We also compared allele lengths for indels that were amplified using both gorilla and chimpanzee DNA. Of the 65 indels for which we had data from both apes and for which the gorilla allele matched either the long or short human allele, chimpanzee alleles were the same length as the gorilla allele in 61 cases. This provides further support that the ape DNA represents the ancestral state. We also examined a group of 70 indels for which either the chimpanzee (most cases) or gorilla DNA was different in length from either human allele (taken from the “Other” category in table 3). In 30 cases (43%), the allele from the second ape species matched one of the human alleles in length.
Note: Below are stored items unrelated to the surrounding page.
use std::ffi::OsString;
use std::fs::File;
use std::io;
use std::path::{Path, PathBuf};

use crate::error::{DataError, Result};

use super::model::{Table, Value};

// ---------------------------------------------------------------------------
// Public entry-point
// ---------------------------------------------------------------------------

/// Load the asteroid table from a CSV file.
///
/// The `.csv` extension is appended when missing. Every failure is logged
/// here and returned as a [`DataError`]:
/// * missing file → [`DataError::NotFound`]
/// * zero-byte file or no header → [`DataError::EmptyFile`]
/// * ragged rows, invalid UTF-8 → [`DataError::Parse`]
/// * any other OS-level error (permissions, directories) → [`DataError::InvalidPath`]
pub fn load_data(path: impl AsRef<Path>) -> Result<Table> {
    let path = ensure_csv_extension(path.as_ref());
    match read_csv(&path) {
        Ok(table) => {
            log::info!(
                "Loaded {} rows with {} columns from {}",
                table.len(),
                table.columns().len(),
                path.display()
            );
            Ok(table)
        }
        Err(e) => Err(e.logged()),
    }
}

/// Append `.csv` to `path` unless it already ends with it (case-insensitive).
pub fn ensure_csv_extension(path: &Path) -> PathBuf {
    if path.to_string_lossy().to_ascii_lowercase().ends_with(".csv") {
        return path.to_path_buf();
    }
    let mut name = OsString::from(path.as_os_str());
    name.push(".csv");
    PathBuf::from(name)
}

// ---------------------------------------------------------------------------
// CSV reader
// ---------------------------------------------------------------------------

/// CSV layout: header row with column names, one asteroid approach per row.
/// Cell types are guessed per cell, then mixed numeric columns are unified.
fn read_csv(path: &Path) -> Result<Table> {
    let file = File::open(path).map_err(|e| open_error(path, e))?;
    let mut reader = csv::Reader::from_reader(file);

    let headers: Vec<String> = reader
        .headers()
        .map_err(|e| csv_error(path, e))?
        .iter()
        .map(|h| h.to_string())
        .collect();

    if headers.is_empty() {
        return Err(DataError::EmptyFile(path.to_path_buf()));
    }

    let mut rows = Vec::new();
    for result in reader.records() {
        let record = result.map_err(|e| csv_error(path, e))?;
        rows.push(record.iter().map(guess_value).collect());
    }

    Ok(Table::new(headers, rows)?.unify_numeric_columns())
}

fn open_error(path: &Path, err: io::Error) -> DataError {
    match err.kind() {
        io::ErrorKind::NotFound => DataError::NotFound(path.to_path_buf()),
        _ => DataError::InvalidPath {
            path: path.to_path_buf(),
            source: err,
        },
    }
}

fn csv_error(path: &Path, err: csv::Error) -> DataError {
    let message = err.to_string();
    match err.into_kind() {
        csv::ErrorKind::Io(source) => DataError::InvalidPath {
            path: path.to_path_buf(),
            source,
        },
        csv::ErrorKind::Utf8 { .. } | csv::ErrorKind::UnequalLengths { .. } => {
            DataError::Parse(message)
        }
        _ => DataError::Other(message),
    }
}

fn guess_value(s: &str) -> Value {
    if s.is_empty() {
        return Value::Null;
    }
    if let Ok(i) = s.parse::<i64>() {
        return Value::Integer(i);
    }
    if let Ok(f) = s.parse::<f64>() {
        return Value::Float(f);
    }
    match s {
        "True" | "true" | "TRUE" => Value::Bool(true),
        "False" | "false" | "FALSE" => Value::Bool(false),
        _ => Value::String(s.to_string()),
    }
}
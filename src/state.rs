use std::collections::{BTreeMap, BTreeSet};
use std::path::{Path, PathBuf};

use crate::analysis::{self, HazardCounts, Histogram, Regression, HAZARDOUS, MILES_PER_HOUR, MISS_DIST_KM};
use crate::color::ColorMap;
use crate::config::PipelineConfig;
use crate::data::filter::{filtered_indices, init_filter_state, FilterState, MAX_FILTER_VALUES};
use crate::data::model::{Table, Value};
use crate::error::Result;
use crate::pipeline::{self, Cleaned};

// ---------------------------------------------------------------------------
// Chart selection
// ---------------------------------------------------------------------------

#[derive(Debug, Clone, Copy, PartialEq, Eq)]
pub enum ChartKind {
    DiameterHistogram,
    OrbitCounts,
    HazardPie,
    Motion,
}

impl ChartKind {
    pub const ALL: [ChartKind; 4] = [
        ChartKind::DiameterHistogram,
        ChartKind::OrbitCounts,
        ChartKind::HazardPie,
        ChartKind::Motion,
    ];

    pub fn label(self) -> &'static str {
        match self {
            ChartKind::DiameterHistogram => "Diameter histogram",
            ChartKind::OrbitCounts => "Orbit IDs",
            ChartKind::HazardPie => "Hazardous",
            ChartKind::Motion => "Distance vs. speed",
        }
    }
}

// ---------------------------------------------------------------------------
// Chart data derived from the visible rows
// ---------------------------------------------------------------------------

/// One scatter point of the distance/speed chart.
#[derive(Debug, Clone, PartialEq)]
pub struct MotionPoint {
    pub miss_dist_km: f64,
    pub miles_per_hour: f64,
    pub hazardous: Value,
}

/// Analyzer outputs recomputed for the currently visible rows.
#[derive(Debug)]
pub struct ChartData {
    pub rows: usize,
    pub histogram: Result<Histogram>,
    pub orbit_counts: Result<BTreeMap<String, usize>>,
    pub hazard: Result<HazardCounts>,
    pub motion: Vec<MotionPoint>,
    pub regression: Result<Regression>,
}

impl ChartData {
    pub fn from_table(table: &Table, bins: usize) -> Self {
        let motion = analysis::paired(table, MISS_DIST_KM, MILES_PER_HOUR)
            .into_iter()
            .map(|(row, x, y)| MotionPoint {
                miss_dist_km: x,
                miles_per_hour: y,
                hazardous: table.value(row, HAZARDOUS).cloned().unwrap_or(Value::Null),
            })
            .collect();
        ChartData {
            rows: table.len(),
            histogram: analysis::diameter_histogram(table, bins),
            orbit_counts: analysis::common_orbit(table),
            hazard: analysis::hazard_counts(table),
            motion,
            regression: analysis::linear_motion(table),
        }
    }
}

// ---------------------------------------------------------------------------
// Application state
// ---------------------------------------------------------------------------

/// The full UI state, independent of rendering.
pub struct AppState {
    pub config: PipelineConfig,

    /// File the current table came from.
    pub source: Option<PathBuf>,

    /// Cleaned table (None until a file loads successfully).
    pub cleaned: Option<Cleaned>,

    /// Distinct values of the low-cardinality columns offered as filters.
    pub unique_values: BTreeMap<String, BTreeSet<Value>>,

    /// Per-column filter selections.
    pub filters: FilterState,

    /// Indices of rows passing the current filters (cached).
    pub visible_indices: Vec<usize>,

    /// Charts for the visible rows (None when nothing is visible).
    pub charts: Option<ChartData>,

    /// Which chart the central panel shows.
    pub chart: ChartKind,

    /// Colours for the `Hazardous` flag.
    pub color_map: Option<ColorMap>,

    /// Status / error message shown in the UI.
    pub status_message: Option<String>,
}

impl AppState {
    pub fn new(config: PipelineConfig) -> Self {
        Self {
            config,
            source: None,
            cleaned: None,
            unique_values: BTreeMap::new(),
            filters: FilterState::default(),
            visible_indices: Vec::new(),
            charts: None,
            chart: ChartKind::DiameterHistogram,
            color_map: None,
            status_message: None,
        }
    }

    /// Ingest a cleaned table, initialise filters, colours and charts.
    pub fn set_cleaned(&mut self, source: PathBuf, cleaned: Cleaned) {
        self.unique_values = cleaned.table.unique_values(MAX_FILTER_VALUES);
        self.filters = init_filter_state(&self.unique_values);
        self.visible_indices = (0..cleaned.table.len()).collect();
        self.color_map = ColorMap::for_column(&cleaned.table, HAZARDOUS);
        self.charts = Some(ChartData::from_table(&cleaned.table, self.config.histogram_bins));

        self.source = Some(source);
        self.cleaned = Some(cleaned);
        self.status_message = None;
    }

    /// Run the whole pipeline on `path` and show the result.
    pub fn load_path(&mut self, path: &Path) {
        match pipeline::prepare(path, &self.config) {
            Ok(cleaned) => {
                log::info!(
                    "Viewer loaded {} rows from {}",
                    cleaned.table.len(),
                    path.display()
                );
                self.set_cleaned(path.to_path_buf(), cleaned);
            }
            Err(e) => {
                self.status_message = Some(format!("Error: {e}"));
            }
        }
    }

    /// Recompute `visible_indices` and the charts after a filter change.
    pub fn refilter(&mut self) {
        let Some(cleaned) = &self.cleaned else {
            return;
        };
        self.visible_indices = filtered_indices(&cleaned.table, &self.unique_values, &self.filters);
        self.charts = if self.visible_indices.is_empty() {
            None
        } else {
            let visible = cleaned.table.select_rows(&self.visible_indices);
            Some(ChartData::from_table(&visible, self.config.histogram_bins))
        };
    }

    /// Toggle a single value in a column's filter.
    pub fn toggle_filter_value(&mut self, column: &str, value: &Value) {
        let selected = self.filters.entry(column.to_string()).or_default();
        if !selected.remove(value) {
            selected.insert(value.clone());
        }
        self.refilter();
    }

    /// Select all values in a column.
    pub fn select_all(&mut self, column: &str) {
        if let Some(all_vals) = self.unique_values.get(column) {
            self.filters.insert(column.to_string(), all_vals.clone());
            self.refilter();
        }
    }

    /// Deselect all values in a column.
    pub fn select_none(&mut self, column: &str) {
        self.filters.insert(column.to_string(), BTreeSet::new());
        self.refilter();
    }
}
These cases can easily be explained by an independent deletion or insertion event within the PCR product in the chimpanzee or gorilla ancestral line after divergence from the common human/chimpanzee/gorilla ancestor. In 32 cases (46%), both chimpanzee and gorilla alleles were the same length but differed in length from either human allele. These cases can most easily be explained by two separate indel mutations in the human ancestral line after divergence from the common ancestor. The first mutation became fixed in the human line, and the second led to the current, observed polymorphism. This interpretation is consistent with the lower nucleotide diversity observed in humans compared to chimpanzees or gorillas (Kaessmann et al. 2001). In eight cases (11%), the chimpanzee and gorilla alleles differed in length from each other, as well as from both human alleles. These cases can be explained by the occurrence of independent indel mutations in both chimpanzee and gorilla lines after divergence. In six of these last eight cases, a relatively highly mutable mononucleotide run of 6–15 nt was present within the PCR product (but not at the site of the human polymorphism).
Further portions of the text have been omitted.